5

I have a dataset that fits into RAM, but causes an out of memory error when I run certain methods, such as df.unique(). My laptop has 16GB of RAM. I am running WSL with 14GB of RAM. I am using Polars version 0.18.4. Running df.estimated_size() says that my dataset is around 6GBs when I read it in. The schema of my data is

index: Int64
first_name: Utf8
last_name: Utf8
race: Utf8
pct_1: Float64
pct_2: Float64
pct_3: Float64
pct_4: Float64
size = pl.read_parquet("data.parquet").estimated_size()
df = pl.scan_parquet("data.parquet") # use LazyFrames

However, I am unable to perform tasks such as .unique(), .drop_nulls(), and so on without getting SIGKILLed. I am using LazyFrames.

For example,

df = df.drop_nulls().collect(streaming=True)

results in an out of memory error. I am able to sidestep this by writing a custom function.

def iterative_drop_nulls(expr: pl.Expr, subset: list[str]) -> pl.LazyFrame:
    for col in subset:
        expr = expr.filter(~pl.col(col).is_null())

    return expr

df = df.pipe(iterative_drop_nulls, ["col1", "col2"]).collect()

I am quite curious why the latter works but not the former, given that the largest version of the dataset (when I read it in initially) fits into RAM.

Unfortunately, I am unable to think of a similar trick to do the same thing as .unique().
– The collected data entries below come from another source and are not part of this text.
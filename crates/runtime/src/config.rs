use serde::Deserialize;
use std::path::Path;

pub const DEFAULT_MODULE_URL: &str = "app_bg.wasm";
pub const DEFAULT_STREAM_CHUNK_BYTES: usize = 64 * 1024;

/// Loader and boundary settings, read from `bridge.toml` or the `bridge`
/// key of `bridge.json`.
#[derive(Debug, Clone, PartialEq, Deserialize)]
#[serde(default, rename_all = "snake_case")]
pub struct BridgeConfig {
    /// Fetched when `Loader::init` is called without a source.
    pub module_url: String,
    pub streaming: bool,
    pub stream_chunk_bytes: usize,
    /// Cumulative decoded bytes after which the string decoder is replaced.
    pub decoder_reset_bytes: Option<u64>,
    pub max_memory_bytes: Option<usize>,
}

impl Default for BridgeConfig {
    fn default() -> Self {
        Self {
            module_url: DEFAULT_MODULE_URL.to_string(),
            streaming: true,
            stream_chunk_bytes: DEFAULT_STREAM_CHUNK_BYTES,
            decoder_reset_bytes: None,
            max_memory_bytes: None,
        }
    }
}

impl BridgeConfig {
    pub fn load(directory: &Path) -> Self {
        if let Some(config) = load_from_toml(&directory.join("bridge.toml")) {
            return config;
        }
        load_from_json(&directory.join("bridge.json")).unwrap_or_default()
    }

    pub(crate) fn chunk_bytes(&self) -> usize {
        self.stream_chunk_bytes.max(1)
    }
}

fn load_from_toml(path: &Path) -> Option<BridgeConfig> {
    if !path.exists() {
        return None;
    }

    let contents = match std::fs::read_to_string(path) {
        Ok(contents) => contents,
        Err(err) => {
            tracing::warn!("Failed to read {}: {}", path.display(), err);
            return None;
        }
    };

    match toml::from_str::<BridgeConfig>(&contents) {
        Ok(config) => Some(config),
        Err(err) => {
            tracing::warn!("Failed to parse {}: {}", path.display(), err);
            None
        }
    }
}

fn load_from_json(path: &Path) -> Option<BridgeConfig> {
    if !path.exists() {
        return None;
    }

    let contents = match std::fs::read_to_string(path) {
        Ok(contents) => contents,
        Err(err) => {
            tracing::warn!("Failed to read {}: {}", path.display(), err);
            return None;
        }
    };

    let root: serde_json::Value = match serde_json::from_str(&contents) {
        Ok(value) => value,
        Err(err) => {
            tracing::warn!("Failed to parse {}: {}", path.display(), err);
            return None;
        }
    };

    let section = root.get("bridge").cloned().unwrap_or(root);
    match serde_json::from_value::<BridgeConfig>(section) {
        Ok(config) => Some(config),
        Err(err) => {
            tracing::warn!("Failed to parse {}.bridge: {}", path.display(), err);
            None
        }
    }
}
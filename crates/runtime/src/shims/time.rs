use anyhow::Result;
use wasmtime::{Caller, Linker};

use crate::imports::MODULE;
use crate::state::HostState;

pub(super) fn register(linker: &mut Linker<HostState>) -> Result<()> {
    linker.func_wrap(MODULE, "performance_now", performance_now)?;
    linker.func_wrap(MODULE, "date_now", date_now)?;
    Ok(())
}

fn performance_now(caller: Caller<'_, HostState>) -> f64 {
    caller.data().platform().time().now_ms()
}

fn date_now(caller: Caller<'_, HostState>) -> f64 {
    caller.data().platform().time().unix_ms()
}
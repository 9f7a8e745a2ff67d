//! The import table: every host function a guest may bind to.
//!
//! `IMPORTS` is the declarative half (names and wasm signatures), `register`
//! wires the shims into a linker. A test keeps the two in agreement.

use anyhow::Result;
use std::fmt;
use wasmtime::{FuncType, Linker, ValType};

use crate::shims;
use crate::state::HostState;

/// Import module name the guest binds against.
pub const MODULE: &str = "bridge";

#[derive(Debug, Clone, Copy, PartialEq, Eq)]
pub enum Abi {
    I32,
    F32,
    F64,
}

impl Abi {
    fn matches(self, ty: &ValType) -> bool {
        match self {
            Abi::I32 => matches!(ty, ValType::I32),
            Abi::F32 => matches!(ty, ValType::F32),
            Abi::F64 => matches!(ty, ValType::F64),
        }
    }

    fn name(self) -> &'static str {
        match self {
            Abi::I32 => "i32",
            Abi::F32 => "f32",
            Abi::F64 => "f64",
        }
    }
}

#[derive(Debug, Clone, Copy)]
pub struct Import {
    pub group: &'static str,
    pub name: &'static str,
    pub params: &'static [Abi],
    pub results: &'static [Abi],
}

impl Import {
    pub fn matches(&self, ty: &FuncType) -> bool {
        let params: Vec<ValType> = ty.params().collect();
        let results: Vec<ValType> = ty.results().collect();
        params.len() == self.params.len()
            && results.len() == self.results.len()
            && self.params.iter().zip(&params).all(|(abi, ty)| abi.matches(ty))
            && self.results.iter().zip(&results).all(|(abi, ty)| abi.matches(ty))
    }
}

impl fmt::Display for Import {
    fn fmt(&self, f: &mut fmt::Formatter<'_>) -> fmt::Result {
        let params: Vec<_> = self.params.iter().map(|abi| abi.name()).collect();
        write!(f, "{}.{}({})", MODULE, self.name, params.join(", "))?;
        match self.results {
            [] => Ok(()),
            results => {
                let results: Vec<_> = results.iter().map(|abi| abi.name()).collect();
                write!(f, " -> {}", results.join(", "))
            }
        }
    }
}

const fn import(
    group: &'static str,
    name: &'static str,
    params: &'static [Abi],
    results: &'static [Abi],
) -> Import {
    Import {
        group,
        name,
        params,
        results,
    }
}

use Abi::{F32, F64, I32};

/// Handles, pointers and lengths are `i32`. Fallible imports take a trailing
/// result-slot pointer; string results go to a trailing `(ptr, len)` out slot.
pub const IMPORTS: &[Import] = &[
    import("core", "object_drop_ref", &[I32], &[]),
    import("core", "object_clone_ref", &[I32], &[I32]),
    import("core", "is_undefined", &[I32], &[I32]),
    import("core", "is_null", &[I32], &[I32]),
    import("core", "is_function", &[I32], &[I32]),
    import("core", "is_object", &[I32], &[I32]),
    import("core", "string_new", &[I32, I32], &[I32]),
    import("core", "string_get", &[I32, I32], &[I32]),
    import("core", "number_new", &[F64], &[I32]),
    import("core", "number_get", &[I32, I32], &[]),
    import("core", "boolean_get", &[I32], &[I32]),
    import("core", "bytes_new", &[I32, I32], &[I32]),
    import("core", "bytes_len", &[I32], &[I32]),
    import("core", "bytes_copy_to", &[I32, I32, I32], &[I32]),
    import("core", "array_new", &[], &[I32]),
    import("core", "array_push", &[I32, I32], &[]),
    import("core", "array_len", &[I32], &[I32]),
    import("core", "array_get", &[I32, I32], &[I32]),
    import("core", "object_new", &[], &[I32]),
    import("core", "object_set", &[I32, I32, I32, I32], &[]),
    import("core", "object_get", &[I32, I32, I32], &[I32]),
    import("core", "object_has", &[I32, I32, I32], &[I32]),
    import("core", "error_new", &[I32, I32], &[I32]),
    import("core", "debug_string", &[I32, I32], &[]),
    import("core", "throw", &[I32, I32], &[]),
    import("closures", "closure_new", &[I32, I32, I32, I32], &[I32]),
    import("closures", "closure_drop", &[I32], &[I32]),
    import("closures", "closure_call", &[I32, I32, I32], &[]),
    import("console", "console_log", &[I32, I32, I32], &[]),
    import("time", "performance_now", &[], &[F64]),
    import("time", "date_now", &[], &[F64]),
    import("storage", "storage_get", &[I32, I32, I32], &[]),
    import("storage", "storage_set", &[I32, I32, I32, I32, I32], &[]),
    import("storage", "storage_remove", &[I32, I32, I32], &[]),
    import("clipboard", "clipboard_read", &[I32], &[]),
    import("clipboard", "clipboard_write", &[I32, I32, I32], &[]),
    import("dom", "document_body", &[], &[I32]),
    import("dom", "create_element", &[I32, I32, I32], &[]),
    import("dom", "get_element_by_id", &[I32, I32], &[I32]),
    import("dom", "set_attribute", &[I32, I32, I32, I32, I32, I32], &[]),
    import("dom", "get_attribute", &[I32, I32, I32, I32], &[]),
    import("dom", "append_child", &[I32, I32, I32], &[]),
    import("dom", "remove_child", &[I32, I32, I32], &[]),
    import("dom", "set_inner_text", &[I32, I32, I32, I32], &[]),
    import("dom", "element_width", &[I32, I32], &[]),
    import("dom", "element_height", &[I32, I32], &[]),
    import("dom", "request_animation_frame", &[I32], &[I32]),
    import("dom", "cancel_animation_frame", &[I32], &[]),
    import("dom", "queue_microtask", &[I32], &[]),
    import("canvas", "canvas_size", &[I32], &[]),
    import("canvas", "canvas_resize", &[I32, I32, I32], &[]),
    import("canvas", "canvas_clear", &[F32, F32, F32, F32], &[]),
    import("canvas", "canvas_fill_rect", &[I32, I32, I32, I32, I32, I32], &[]),
    import("canvas", "canvas_put_image", &[I32, I32, I32, I32, I32, I32, I32], &[]),
    import("canvas", "canvas_read_pixels", &[I32, I32, I32, I32, I32], &[]),
    import("fetch", "request_new", &[I32, I32, I32, I32, I32], &[]),
    import("fetch", "request_set_header", &[I32, I32, I32, I32, I32], &[]),
    import("fetch", "request_set_body", &[I32, I32], &[]),
    import("fetch", "fetch", &[I32], &[I32]),
    import("fetch", "response_status", &[I32], &[I32]),
    import("fetch", "response_ok", &[I32], &[I32]),
    import("fetch", "response_header", &[I32, I32, I32, I32], &[I32]),
    import("fetch", "response_bytes", &[I32], &[I32]),
    import("fetch", "promise_then", &[I32, I32, I32], &[]),
    import("files", "file_list", &[], &[I32]),
    import("files", "file_name", &[I32, I32], &[]),
    import("files", "file_size", &[I32], &[F64]),
    import("files", "file_read", &[I32], &[I32]),
    import("resize", "resize_observer_new", &[I32], &[I32]),
    import("resize", "resize_observer_observe", &[I32, I32], &[]),
    import("resize", "resize_observer_disconnect", &[I32], &[]),
];

pub fn find(name: &str) -> Option<&'static Import> {
    IMPORTS.iter().find(|import| import.name == name)
}

/// Define every import on `linker`.
pub fn register(linker: &mut Linker<HostState>) -> Result<()> {
    shims::register(linker)
}

/// Imports of `module` the table cannot satisfy, as `module.name` strings.
pub fn unsatisfied(module: &wasmtime::Module) -> Vec<String> {
    module
        .imports()
        .filter_map(|import| {
            let known = import.module() == MODULE
                && match (find(import.name()), import.ty()) {
                    (Some(expected), wasmtime::ExternType::Func(ty)) => expected.matches(&ty),
                    _ => false,
                };
            (!known).then(|| format!("{}.{}", import.module(), import.name()))
        })
        .collect()
}

#[cfg(test)]
mod tests {
    use super::*;
    use crate::config::BridgeConfig;
    use platform_headless::HeadlessPlatform;
    use std::collections::HashSet;
    use std::sync::Arc;
    use wasmtime::{Engine, Extern, Store};

    #[test]
    fn names_are_unique() {
        let names: HashSet<_> = IMPORTS.iter().map(|import| import.name).collect();
        assert_eq!(names.len(), IMPORTS.len());
    }

    #[test]
    fn linker_matches_the_table() {
        let engine = Engine::default();
        let mut linker = Linker::new(&engine);
        register(&mut linker).unwrap();
        let state = HostState::new(Arc::new(HeadlessPlatform::new()), &BridgeConfig::default());
        let mut store = Store::new(&engine, state);

        let defined: Vec<_> = linker
            .iter(&mut store)
            .filter(|(module, _, _)| *module == MODULE)
            .map(|(_, name, item)| (name.to_string(), item))
            .collect();
        assert_eq!(defined.len(), IMPORTS.len());

        for (name, item) in defined {
            let import = find(&name).unwrap_or_else(|| panic!("{name} is not in IMPORTS"));
            let Extern::Func(func) = item else {
                panic!("{name} is not a function");
            };
            assert!(import.matches(&func.ty(&store)), "signature mismatch for {import}");
        }
    }

    #[test]
    fn display_shows_signature() {
        let import = find("storage_get").unwrap();
        assert_eq!(import.to_string(), "bridge.storage_get(i32, i32, i32)");
        let import = find("performance_now").unwrap();
        assert_eq!(import.to_string(), "bridge.performance_now() -> f64");
    }

    #[test]
    fn unknown_and_mistyped_imports_are_reported() {
        let engine = Engine::default();
        let wasm = wat::parse_str(
            r#"(module
                (import "bridge" "console_log" (func (param i32 i32 i32)))
                (import "bridge" "date_now" (func (result i32)))
                (import "bridge" "window_alert" (func (param i32 i32)))
                (import "env" "abort" (func)))"#,
        )
        .unwrap();
        let module = wasmtime::Module::new(&engine, &wasm).unwrap();
        assert_eq!(
            unsatisfied(&module),
            vec!["bridge.date_now", "bridge.window_alert", "env.abort"]
        );
    }
}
Is there something I can do to make .unique() take less memory? I have tried:

df = df.lazy().unique(cols).collect(streaming=True)

and

def unique(df: pl.DataFrame, subset: list[str], n_rows: int = 100_000) -> pl.DataFrame:
    parts = []
    for slice in df.iter_slices(n_rows=n_rows):
        parts.append(df.unique(slice, subset=subset))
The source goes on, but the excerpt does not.